EVEN if you stop after the crab-stuffed cremini mushrooms at Christian Shaffer’s ambitious new restaurant, Avenue, your night is off to a flying start. The crisp mushroom caps, lightly salty crab and creamy chive glaze pair with a glass of one of their well-chosen small-vintage wines, such as the 14 Hands cabernet from Washington state. If you carry on with a full meal, going for the popular braised pork shoulder with white beans and cilantro gremolata -- and don’t forget the hot chocolate cake (with a spoonful of toasted homemade marshmallow on the side) -- you’ll be expecting a bigger check than at other local spots. But for Manhattan Beach, it’s a rare foray into haute cuisine.

Shaffer made his reputation at Chloe in Playa del Rey, but he has had his eye on Manhattan Beach for some time.

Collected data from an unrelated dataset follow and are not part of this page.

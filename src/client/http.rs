use crate::client::traits::AffordabilityApi;
use crate::client::types::{AreaQuery, SuggestionRequest};
use crate::models::{Area, TransportStop};
use anyhow::{Context, Result};
use async_trait::async_trait;
use reqwest::Client;
use serde::Deserialize;
use std::time::Duration;
use tracing::{debug, info, warn};

/// reqwest-backed client for the affordability service.
///
/// Fetched records are validated before they reach the engine; a record that
/// breaks the data invariants fails the whole fetch. No retry here, the
/// caller keeps its last-known-good collections on failure.
pub struct HttpAffordabilityClient {
    client: Client,
    base_url: String,
}

#[derive(Debug, Deserialize)]
struct AreasResponse {
    areas: Vec<Area>,
}

#[derive(Debug, Deserialize)]
struct StopsResponse {
    stops: Vec<TransportStop>,
}

#[derive(Debug, Deserialize)]
struct SuggestResponse {
    suggested: Vec<Area>,
}

impl HttpAffordabilityClient {
    pub fn new(base_url: impl Into<String>) -> Result<Self> {
        let client = Client::builder()
            .timeout(Duration::from_secs(30))
            .build()
            .context("Failed to create HTTP client")?;
        let base_url = base_url.into().trim_end_matches('/').to_string();
        Ok(Self { client, base_url })
    }

    fn url(&self, path: &str) -> String {
        format!("{}{}", self.base_url, path)
    }
}

fn validated_areas(areas: Vec<Area>) -> Result<Vec<Area>> {
    for area in &areas {
        area.validate()?;
    }
    Ok(areas)
}

#[async_trait]
impl AffordabilityApi for HttpAffordabilityClient {
    async fn fetch_areas(&self, query: &AreaQuery) -> Result<Vec<Area>> {
        let url = self.url("/api/affordability");
        debug!("Fetching {} for profession '{}'", url, query.profession);

        let response = self
            .client
            .get(url.as_str())
            .query(&query.to_query_pairs())
            .send()
            .await
            .context("Failed to reach affordability endpoint")?;

        if !response.status().is_success() {
            warn!("Affordability endpoint returned status: {}", response.status());
            anyhow::bail!("Affordability request failed: {}", response.status());
        }

        let body: AreasResponse = response
            .json()
            .await
            .context("Failed to decode affordability response")?;

        info!(
            "Fetched {} areas for '{}'",
            body.areas.len(),
            query.profession
        );
        validated_areas(body.areas)
    }

    async fn fetch_stops(&self) -> Result<Vec<TransportStop>> {
        let url = self.url("/api/transport");
        debug!("Fetching {}", url);

        let response = self
            .client
            .get(url.as_str())
            .send()
            .await
            .context("Failed to reach transport endpoint")?;

        if !response.status().is_success() {
            warn!("Transport endpoint returned status: {}", response.status());
            anyhow::bail!("Transport request failed: {}", response.status());
        }

        let body: StopsResponse = response
            .json()
            .await
            .context("Failed to decode transport response")?;

        for stop in &body.stops {
            stop.validate()?;
        }
        info!("Fetched {} transit stops", body.stops.len());
        Ok(body.stops)
    }

    async fn suggest(&self, request: &SuggestionRequest) -> Result<Vec<Area>> {
        let url = self.url("/api/suggest");
        debug!(
            "Requesting suggestions: income {}, family size {}",
            request.income, request.family_size
        );

        let response = self
            .client
            .post(url.as_str())
            .json(request)
            .send()
            .await
            .context("Failed to reach suggest endpoint")?;

        if !response.status().is_success() {
            warn!("Suggest endpoint returned status: {}", response.status());
            anyhow::bail!("Suggest request failed: {}", response.status());
        }

        let body: SuggestResponse = response
            .json()
            .await
            .context("Failed to decode suggest response")?;

        info!("Service suggested {} areas", body.suggested.len());
        validated_areas(body.suggested)
    }
}
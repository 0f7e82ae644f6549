//! Owned XML element tree.
//!
//! OOXML parts that get edited (slides, the presentation part) are parsed into
//! an [`XmlElement`] tree, mutated in place and serialized back. Qualified
//! names are kept verbatim (`p:sp`, `a:t`), so a round trip preserves the
//! prefixes and namespace declarations of the source document. Lookups work on
//! local names because the prefixes used by PowerPoint are fixed in practice.

use super::escape::{escape_xml, resolve_entity, unescape_xml};
use quick_xml::Reader;
use quick_xml::events::{BytesStart, Event};
use thiserror::Error;

/// Standard declaration written in front of every serialized part.
pub const XML_DECLARATION: &str = "<?xml version=\"1.0\" encoding=\"UTF-8\" standalone=\"yes\"?>\r\n";

/// Errors raised while building an element tree.
#[derive(Error, Debug)]
pub enum XmlTreeError {
    #[error("Malformed XML: {0}")]
    Syntax(String),

    #[error("Invalid UTF-8 in XML: {0}")]
    Utf8(#[from] std::str::Utf8Error),

    #[error("Unknown entity reference: &{0};")]
    UnknownEntity(String),

    #[error("Unbalanced element nesting")]
    Unbalanced,

    #[error("Document has no root element")]
    Empty,
}

/// A child of an [`XmlElement`].
#[derive(Debug, Clone, PartialEq)]
pub enum XmlNode {
    Element(XmlElement),
    Text(String),
}

/// An XML element with its attributes and ordered children.
#[derive(Debug, Clone, PartialEq, Default)]
pub struct XmlElement {
    name: String,
    attributes: Vec<(String, String)>,
    children: Vec<XmlNode>,
}

/// Local part of a qualified name (`p:sp` -> `sp`).
#[inline]
pub fn local_name_of(name: &str) -> &str {
    name.rsplit_once(':').map_or(name, |(_, local)| local)
}

impl XmlElement {
    /// Create an empty element with the given qualified name.
    pub fn new(name: impl Into<String>) -> Self {
        Self {
            name: name.into(),
            attributes: Vec::new(),
            children: Vec::new(),
        }
    }

    /// Builder-style attribute setter.
    pub fn with_attr(mut self, name: impl Into<String>, value: impl Into<String>) -> Self {
        self.set_attr(name, value);
        self
    }

    /// Builder-style child appender.
    pub fn with_child(mut self, child: XmlElement) -> Self {
        self.children.push(XmlNode::Element(child));
        self
    }

    /// Builder-style text appender.
    pub fn with_text(mut self, text: impl Into<String>) -> Self {
        self.push_text(&text.into());
        self
    }

    /// Parse a complete document (or a standalone fragment with one root).
    ///
    /// Namespace prefixes are not resolved, so fragments that use `p:` or
    /// `a:` without declaring them parse fine.
    pub fn parse(xml: &[u8]) -> Result<Self, XmlTreeError> {
        let mut reader = Reader::from_reader(xml);
        reader.config_mut().trim_text(false);

        let mut buf = Vec::new();
        let mut stack: Vec<XmlElement> = Vec::new();
        let mut root: Option<XmlElement> = None;

        loop {
            match reader.read_event_into(&mut buf) {
                Ok(Event::Start(ref e)) => stack.push(Self::from_start(e)?),
                Ok(Event::Empty(ref e)) => {
                    let element = Self::from_start(e)?;
                    Self::attach(&mut stack, &mut root, element)?;
                },
                Ok(Event::End(_)) => {
                    let element = stack.pop().ok_or(XmlTreeError::Unbalanced)?;
                    Self::attach(&mut stack, &mut root, element)?;
                },
                Ok(Event::Text(ref e)) => {
                    if let Some(parent) = stack.last_mut() {
                        let raw = std::str::from_utf8(e.as_ref())?;
                        parent.push_text(&unescape_xml(raw));
                    }
                },
                Ok(Event::CData(ref e)) => {
                    if let Some(parent) = stack.last_mut() {
                        parent.push_text(std::str::from_utf8(e.as_ref())?);
                    }
                },
                Ok(Event::GeneralRef(ref e)) => {
                    if let Some(parent) = stack.last_mut() {
                        let name = std::str::from_utf8(e.as_ref())?;
                        let c = resolve_entity(name)
                            .ok_or_else(|| XmlTreeError::UnknownEntity(name.to_string()))?;
                        let mut utf8 = [0u8; 4];
                        parent.push_text(c.encode_utf8(&mut utf8));
                    }
                },
                Ok(Event::Eof) => break,
                Err(e) => return Err(XmlTreeError::Syntax(e.to_string())),
                _ => {},
            }
            buf.clear();
        }

        if !stack.is_empty() {
            return Err(XmlTreeError::Unbalanced);
        }
        root.ok_or(XmlTreeError::Empty)
    }

    fn from_start(e: &BytesStart<'_>) -> Result<Self, XmlTreeError> {
        let mut element = Self::new(std::str::from_utf8(e.name().as_ref())?);
        for attr in e.attributes() {
            let attr = attr.map_err(|err| XmlTreeError::Syntax(err.to_string()))?;
            let key = std::str::from_utf8(attr.key.as_ref())?;
            let value = std::str::from_utf8(&attr.value)?;
            element
                .attributes
                .push((key.to_string(), unescape_xml(value)));
        }
        Ok(element)
    }

    fn attach(
        stack: &mut [XmlElement],
        root: &mut Option<XmlElement>,
        element: XmlElement,
    ) -> Result<(), XmlTreeError> {
        match stack.last_mut() {
            Some(parent) => parent.children.push(XmlNode::Element(element)),
            None if root.is_none() => *root = Some(element),
            None => return Err(XmlTreeError::Syntax("multiple root elements".to_string())),
        }
        Ok(())
    }

    /// Qualified name, e.g. `p:sp`.
    #[inline]
    pub fn name(&self) -> &str {
        &self.name
    }

    /// Local name, e.g. `sp`.
    #[inline]
    pub fn local_name(&self) -> &str {
        local_name_of(&self.name)
    }

    /// Namespace prefix of the qualified name, if any.
    pub fn prefix(&self) -> Option<&str> {
        self.name.split_once(':').map(|(prefix, _)| prefix)
    }

    #[inline]
    pub fn is(&self, local: &str) -> bool {
        self.local_name() == local
    }

    pub fn attributes(&self) -> &[(String, String)] {
        &self.attributes
    }

    /// Attribute value by exact qualified name.
    pub fn attr(&self, name: &str) -> Option<&str> {
        self.attributes
            .iter()
            .find(|(key, _)| key == name)
            .map(|(_, value)| value.as_str())
    }

    /// Set (or replace) an attribute, keeping its original position.
    pub fn set_attr(&mut self, name: impl Into<String>, value: impl Into<String>) {
        let name = name.into();
        let value = value.into();
        match self.attributes.iter_mut().find(|(key, _)| *key == name) {
            Some(slot) => slot.1 = value,
            None => self.attributes.push((name, value)),
        }
    }

    pub fn remove_attr(&mut self, name: &str) -> Option<String> {
        let pos = self.attributes.iter().position(|(key, _)| key == name)?;
        Some(self.attributes.remove(pos).1)
    }

    /// Namespace declarations (`xmlns` and `xmlns:*`) carried by this element.
    pub fn namespace_declarations(&self) -> impl Iterator<Item = (&str, &str)> {
        self.attributes
            .iter()
            .filter(|(key, _)| key == "xmlns" || key.starts_with("xmlns:"))
            .map(|(key, value)| (key.as_str(), value.as_str()))
    }

    pub fn children(&self) -> &[XmlNode] {
        &self.children
    }

    pub fn children_mut(&mut self) -> &mut Vec<XmlNode> {
        &mut self.children
    }

    /// Child elements, skipping text nodes.
    pub fn elements(&self) -> impl Iterator<Item = &XmlElement> {
        self.children.iter().filter_map(|node| match node {
            XmlNode::Element(e) => Some(e),
            XmlNode::Text(_) => None,
        })
    }

    pub fn elements_mut(&mut self) -> impl Iterator<Item = &mut XmlElement> {
        self.children.iter_mut().filter_map(|node| match node {
            XmlNode::Element(e) => Some(e),
            XmlNode::Text(_) => None,
        })
    }

    /// First direct child with the given local name.
    pub fn child(&self, local: &str) -> Option<&XmlElement> {
        self.elements().find(|e| e.is(local))
    }

    pub fn child_mut(&mut self, local: &str) -> Option<&mut XmlElement> {
        self.elements_mut().find(|e| e.is(local))
    }

    /// Follow a path of local names through direct children.
    pub fn child_path(&self, path: &[&str]) -> Option<&XmlElement> {
        path.iter().try_fold(self, |element, local| element.child(local))
    }

    pub fn child_path_mut(&mut self, path: &[&str]) -> Option<&mut XmlElement> {
        let mut current = self;
        for local in path {
            current = current.child_mut(local)?;
        }
        Some(current)
    }

    /// First descendant (depth-first, document order) with the given local name.
    pub fn find(&self, local: &str) -> Option<&XmlElement> {
        for child in self.elements() {
            if child.is(local) {
                return Some(child);
            }
            if let Some(found) = child.find(local) {
                return Some(found);
            }
        }
        None
    }

    pub fn find_mut(&mut self, local: &str) -> Option<&mut XmlElement> {
        for child in self.elements_mut() {
            if child.is(local) {
                return Some(child);
            }
            if let Some(found) = child.find_mut(local) {
                return Some(found);
            }
        }
        None
    }

    /// All descendants with the given local name, in document order.
    pub fn find_all<'a>(&'a self, local: &str) -> Vec<&'a XmlElement> {
        let mut found = Vec::new();
        self.collect_descendants(local, &mut found);
        found
    }

    fn collect_descendants<'a>(&'a self, local: &str, found: &mut Vec<&'a XmlElement>) {
        for child in self.elements() {
            if child.is(local) {
                found.push(child);
            }
            child.collect_descendants(local, found);
        }
    }

    /// Apply `f` to every descendant element (not `self`), parents first.
    pub fn for_each_descendant_mut(&mut self, f: &mut dyn FnMut(&mut XmlElement)) {
        for child in self.elements_mut() {
            f(child);
            child.for_each_descendant_mut(f);
        }
    }

    pub fn push_child(&mut self, child: XmlElement) {
        self.children.push(XmlNode::Element(child));
    }

    /// Insert a child element before the `index`-th child node.
    pub fn insert_child(&mut self, index: usize, child: XmlElement) {
        let index = index.min(self.children.len());
        self.children.insert(index, XmlNode::Element(child));
    }

    /// Node index of the first direct child element with the given local name.
    pub fn position_of(&self, local: &str) -> Option<usize> {
        self.children
            .iter()
            .position(|node| matches!(node, XmlNode::Element(e) if e.is(local)))
    }

    /// Remove every direct child element with one of the given local names.
    /// Returns how many elements were removed.
    pub fn remove_children(&mut self, locals: &[&str]) -> usize {
        let before = self.children.len();
        self.children
            .retain(|node| !matches!(node, XmlNode::Element(e) if locals.contains(&e.local_name())));
        before - self.children.len()
    }

    /// Append text, merging with a trailing text node.
    pub fn push_text(&mut self, text: &str) {
        if text.is_empty() {
            return;
        }
        match self.children.last_mut() {
            Some(XmlNode::Text(existing)) => existing.push_str(text),
            _ => self.children.push(XmlNode::Text(text.to_string())),
        }
    }

    /// Replace all children with a single text node.
    pub fn set_text(&mut self, text: &str) {
        self.children.clear();
        self.push_text(text);
    }

    /// Concatenated text of all descendant text nodes.
    pub fn text(&self) -> String {
        let mut out = String::new();
        self.collect_text(&mut out);
        out
    }

    fn collect_text(&self, out: &mut String) {
        for child in &self.children {
            match child {
                XmlNode::Text(t) => out.push_str(t),
                XmlNode::Element(e) => e.collect_text(out),
            }
        }
    }

    /// Serialize this element (without an XML declaration).
    pub fn write_to(&self, out: &mut String) {
        out.push('<');
        out.push_str(&self.name);
        for (key, value) in &self.attributes {
            out.push(' ');
            out.push_str(key);
            out.push_str("=\"");
            out.push_str(&escape_xml(value));
            out.push('"');
        }
        if self.children.is_empty() {
            out.push_str("/>");
            return;
        }
        out.push('>');
        for child in &self.children {
            match child {
                XmlNode::Element(e) => e.write_to(out),
                XmlNode::Text(t) => out.push_str(&escape_xml(t)),
            }
        }
        out.push_str("</");
        out.push_str(&self.name);
        out.push('>');
    }

    /// Serialize this element as a fragment.
    pub fn to_xml(&self) -> String {
        let mut out = String::with_capacity(256);
        self.write_to(&mut out);
        out
    }

    /// Serialize as a standalone part, declaration included.
    pub fn to_document_bytes(&self) -> Vec<u8> {
        let mut out = String::with_capacity(4096);
        out.push_str(XML_DECLARATION);
        self.write_to(&mut out);
        out.into_bytes()
    }
}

“At Chloe, we were starting to see a lot of people from the South Bay, and particularly Manhattan Beach, as the biggest contingent. Also, that neighborhood had food that would be priced high-end, but nothing that was really all that creative. So we felt that we could make an interesting mark,” Shaffer says.

Manhattan Beach, it seems, was ready for the adventure, as Avenue’s smallish 60-person room is booked tight. But not everyone is excited about boutiquing the local food offerings; some are afraid of losing the essence of beach town living.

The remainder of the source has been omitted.